DIRECTIONS: Report, from the records below, every line where the word "EnvFilter" appears.

◇ ◇ ◇ ◇ ◇ ◇ ◇

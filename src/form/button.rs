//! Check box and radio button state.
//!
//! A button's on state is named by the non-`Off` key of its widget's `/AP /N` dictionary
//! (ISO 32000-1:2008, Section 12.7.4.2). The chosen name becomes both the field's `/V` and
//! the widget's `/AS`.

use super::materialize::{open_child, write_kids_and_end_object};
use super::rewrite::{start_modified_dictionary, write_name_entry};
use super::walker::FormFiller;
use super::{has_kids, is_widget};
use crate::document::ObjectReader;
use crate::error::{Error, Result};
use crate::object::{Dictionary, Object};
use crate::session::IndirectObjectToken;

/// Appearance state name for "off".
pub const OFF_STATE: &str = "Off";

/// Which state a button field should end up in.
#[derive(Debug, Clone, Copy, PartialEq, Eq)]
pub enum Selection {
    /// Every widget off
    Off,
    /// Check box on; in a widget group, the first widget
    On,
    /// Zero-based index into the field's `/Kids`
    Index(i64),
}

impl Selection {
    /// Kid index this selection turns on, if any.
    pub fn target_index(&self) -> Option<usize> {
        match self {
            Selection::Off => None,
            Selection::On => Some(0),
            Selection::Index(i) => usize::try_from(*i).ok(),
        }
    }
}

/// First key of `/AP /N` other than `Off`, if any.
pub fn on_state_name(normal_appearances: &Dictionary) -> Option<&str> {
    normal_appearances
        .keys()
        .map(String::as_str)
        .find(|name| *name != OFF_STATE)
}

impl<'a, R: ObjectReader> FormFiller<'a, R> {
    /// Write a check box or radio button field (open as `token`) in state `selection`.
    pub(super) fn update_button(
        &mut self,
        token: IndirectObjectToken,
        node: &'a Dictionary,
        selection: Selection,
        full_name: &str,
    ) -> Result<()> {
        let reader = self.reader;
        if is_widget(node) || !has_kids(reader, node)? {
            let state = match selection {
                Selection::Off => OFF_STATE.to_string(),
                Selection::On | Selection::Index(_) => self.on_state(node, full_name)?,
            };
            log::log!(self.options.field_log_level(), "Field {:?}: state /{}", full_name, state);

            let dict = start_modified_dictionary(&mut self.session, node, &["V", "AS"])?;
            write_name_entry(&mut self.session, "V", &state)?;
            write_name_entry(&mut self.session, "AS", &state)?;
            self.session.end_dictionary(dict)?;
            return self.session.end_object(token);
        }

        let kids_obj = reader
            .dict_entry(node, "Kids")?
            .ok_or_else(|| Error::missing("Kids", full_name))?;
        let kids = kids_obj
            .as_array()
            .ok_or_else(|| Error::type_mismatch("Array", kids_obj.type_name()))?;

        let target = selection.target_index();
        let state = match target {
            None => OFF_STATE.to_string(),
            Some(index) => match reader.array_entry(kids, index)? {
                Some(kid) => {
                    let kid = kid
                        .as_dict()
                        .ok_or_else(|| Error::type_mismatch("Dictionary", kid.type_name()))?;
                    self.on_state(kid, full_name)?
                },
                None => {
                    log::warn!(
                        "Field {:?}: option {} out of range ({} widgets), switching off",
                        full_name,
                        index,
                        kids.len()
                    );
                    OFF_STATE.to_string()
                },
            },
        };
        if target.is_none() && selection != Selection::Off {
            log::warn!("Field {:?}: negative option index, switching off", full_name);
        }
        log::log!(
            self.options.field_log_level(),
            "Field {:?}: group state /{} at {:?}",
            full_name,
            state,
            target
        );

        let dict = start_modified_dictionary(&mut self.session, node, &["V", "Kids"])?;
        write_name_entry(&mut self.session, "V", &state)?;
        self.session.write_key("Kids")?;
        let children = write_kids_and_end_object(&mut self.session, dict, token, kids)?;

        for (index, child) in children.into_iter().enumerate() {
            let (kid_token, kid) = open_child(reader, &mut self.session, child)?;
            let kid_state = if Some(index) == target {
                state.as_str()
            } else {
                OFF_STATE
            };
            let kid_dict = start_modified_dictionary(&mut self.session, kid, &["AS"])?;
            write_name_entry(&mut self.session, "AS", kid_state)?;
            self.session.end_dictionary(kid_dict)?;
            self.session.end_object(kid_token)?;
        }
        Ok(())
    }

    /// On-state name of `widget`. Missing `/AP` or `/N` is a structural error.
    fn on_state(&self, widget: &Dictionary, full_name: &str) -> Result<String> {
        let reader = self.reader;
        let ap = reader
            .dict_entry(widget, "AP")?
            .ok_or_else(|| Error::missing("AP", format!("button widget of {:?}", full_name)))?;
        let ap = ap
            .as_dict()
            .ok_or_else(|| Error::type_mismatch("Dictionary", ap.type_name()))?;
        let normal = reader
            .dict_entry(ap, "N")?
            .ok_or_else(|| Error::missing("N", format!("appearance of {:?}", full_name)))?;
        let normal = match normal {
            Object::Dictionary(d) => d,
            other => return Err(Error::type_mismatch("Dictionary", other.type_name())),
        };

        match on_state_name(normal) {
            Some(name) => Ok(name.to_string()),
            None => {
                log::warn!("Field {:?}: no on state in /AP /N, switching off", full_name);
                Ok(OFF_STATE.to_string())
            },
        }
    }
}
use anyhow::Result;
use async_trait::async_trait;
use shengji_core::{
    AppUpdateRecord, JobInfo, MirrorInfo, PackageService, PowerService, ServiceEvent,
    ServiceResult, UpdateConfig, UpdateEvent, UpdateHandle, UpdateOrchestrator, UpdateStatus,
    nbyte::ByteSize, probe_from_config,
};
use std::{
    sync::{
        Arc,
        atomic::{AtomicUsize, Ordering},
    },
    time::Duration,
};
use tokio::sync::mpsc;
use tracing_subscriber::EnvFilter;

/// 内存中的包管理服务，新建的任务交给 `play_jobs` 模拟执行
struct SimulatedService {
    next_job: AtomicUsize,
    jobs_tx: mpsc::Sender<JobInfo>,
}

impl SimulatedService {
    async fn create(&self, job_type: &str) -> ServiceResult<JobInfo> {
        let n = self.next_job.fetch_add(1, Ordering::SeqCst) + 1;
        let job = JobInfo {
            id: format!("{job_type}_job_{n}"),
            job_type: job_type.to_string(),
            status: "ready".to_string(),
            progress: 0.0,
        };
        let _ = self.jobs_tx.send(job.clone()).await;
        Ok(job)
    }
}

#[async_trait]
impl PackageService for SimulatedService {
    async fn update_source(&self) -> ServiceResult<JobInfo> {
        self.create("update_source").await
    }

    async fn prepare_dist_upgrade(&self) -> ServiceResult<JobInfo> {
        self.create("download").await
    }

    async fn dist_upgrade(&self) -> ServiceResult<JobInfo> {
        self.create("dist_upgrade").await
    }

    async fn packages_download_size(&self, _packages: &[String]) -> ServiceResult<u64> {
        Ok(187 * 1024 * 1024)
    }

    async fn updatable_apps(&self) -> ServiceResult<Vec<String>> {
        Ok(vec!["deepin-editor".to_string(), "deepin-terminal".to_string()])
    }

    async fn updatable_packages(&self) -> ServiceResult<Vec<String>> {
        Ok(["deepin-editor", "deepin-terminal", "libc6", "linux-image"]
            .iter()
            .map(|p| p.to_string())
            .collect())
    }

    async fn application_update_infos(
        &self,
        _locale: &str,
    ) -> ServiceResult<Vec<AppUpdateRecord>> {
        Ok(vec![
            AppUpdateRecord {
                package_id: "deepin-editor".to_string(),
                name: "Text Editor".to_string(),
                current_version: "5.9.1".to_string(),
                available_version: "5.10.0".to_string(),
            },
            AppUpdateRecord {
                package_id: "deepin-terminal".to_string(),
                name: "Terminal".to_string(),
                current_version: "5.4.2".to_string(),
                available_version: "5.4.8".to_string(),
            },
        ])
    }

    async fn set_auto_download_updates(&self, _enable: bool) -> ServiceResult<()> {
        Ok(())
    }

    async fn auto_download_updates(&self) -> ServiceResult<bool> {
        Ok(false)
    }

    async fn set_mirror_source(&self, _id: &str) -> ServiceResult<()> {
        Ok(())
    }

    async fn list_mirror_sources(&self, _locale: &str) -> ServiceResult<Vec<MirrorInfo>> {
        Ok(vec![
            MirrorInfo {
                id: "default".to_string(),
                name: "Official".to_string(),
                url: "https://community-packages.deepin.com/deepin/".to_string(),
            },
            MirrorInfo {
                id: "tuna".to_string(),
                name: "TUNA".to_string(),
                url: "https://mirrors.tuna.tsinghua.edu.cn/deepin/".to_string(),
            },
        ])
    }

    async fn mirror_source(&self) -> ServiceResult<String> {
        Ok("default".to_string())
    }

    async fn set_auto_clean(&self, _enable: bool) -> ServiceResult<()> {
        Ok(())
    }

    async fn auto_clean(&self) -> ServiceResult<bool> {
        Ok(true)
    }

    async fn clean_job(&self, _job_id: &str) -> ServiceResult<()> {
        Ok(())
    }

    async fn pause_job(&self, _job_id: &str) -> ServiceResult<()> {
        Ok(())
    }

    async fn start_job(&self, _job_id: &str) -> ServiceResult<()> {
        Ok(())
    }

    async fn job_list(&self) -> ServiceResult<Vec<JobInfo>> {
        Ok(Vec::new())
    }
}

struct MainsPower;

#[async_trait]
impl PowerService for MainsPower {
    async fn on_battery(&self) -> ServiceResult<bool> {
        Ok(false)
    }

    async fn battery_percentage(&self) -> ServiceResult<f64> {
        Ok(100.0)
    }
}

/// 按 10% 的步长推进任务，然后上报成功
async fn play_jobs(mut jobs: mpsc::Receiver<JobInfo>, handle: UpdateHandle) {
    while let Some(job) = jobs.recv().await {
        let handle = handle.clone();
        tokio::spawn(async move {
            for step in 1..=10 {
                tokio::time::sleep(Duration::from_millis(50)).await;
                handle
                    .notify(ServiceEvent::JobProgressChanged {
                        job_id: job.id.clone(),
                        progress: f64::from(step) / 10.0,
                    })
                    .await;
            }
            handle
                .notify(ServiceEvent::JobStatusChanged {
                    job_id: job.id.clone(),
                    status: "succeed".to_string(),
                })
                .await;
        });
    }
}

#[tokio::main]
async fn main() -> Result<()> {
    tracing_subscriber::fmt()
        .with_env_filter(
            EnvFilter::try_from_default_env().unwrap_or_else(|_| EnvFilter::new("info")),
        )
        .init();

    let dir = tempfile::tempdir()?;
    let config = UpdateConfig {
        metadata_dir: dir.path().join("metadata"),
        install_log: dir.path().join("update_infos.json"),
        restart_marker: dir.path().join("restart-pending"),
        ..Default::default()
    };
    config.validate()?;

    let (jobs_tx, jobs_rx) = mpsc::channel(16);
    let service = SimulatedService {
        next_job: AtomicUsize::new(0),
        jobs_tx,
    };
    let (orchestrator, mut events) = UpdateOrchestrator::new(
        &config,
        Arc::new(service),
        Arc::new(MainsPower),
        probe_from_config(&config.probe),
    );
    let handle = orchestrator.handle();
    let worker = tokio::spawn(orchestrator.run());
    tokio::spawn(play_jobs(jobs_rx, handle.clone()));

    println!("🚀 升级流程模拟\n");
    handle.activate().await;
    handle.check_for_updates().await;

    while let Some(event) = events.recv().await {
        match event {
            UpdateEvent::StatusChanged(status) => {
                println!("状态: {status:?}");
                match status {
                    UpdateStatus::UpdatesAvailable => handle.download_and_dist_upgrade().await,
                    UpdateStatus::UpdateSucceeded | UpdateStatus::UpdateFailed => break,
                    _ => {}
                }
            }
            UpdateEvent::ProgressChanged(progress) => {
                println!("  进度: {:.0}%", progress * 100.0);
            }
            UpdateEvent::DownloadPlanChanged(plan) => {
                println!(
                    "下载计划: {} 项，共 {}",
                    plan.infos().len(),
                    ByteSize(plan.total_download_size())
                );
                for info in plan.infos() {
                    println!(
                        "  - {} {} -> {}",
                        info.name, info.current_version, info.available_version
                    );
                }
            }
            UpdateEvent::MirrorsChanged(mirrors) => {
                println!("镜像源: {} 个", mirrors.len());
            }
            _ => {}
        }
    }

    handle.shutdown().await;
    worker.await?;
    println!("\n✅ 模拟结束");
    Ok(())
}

◇ ◇ ◇ ◇ ◇ ◇ ◇

ANSWER SPACE:
use tracing_subscriber::EnvFilter;
            EnvFilter::try_from_default_env().unwrap_or_else(|_| EnvFilter::new("info")),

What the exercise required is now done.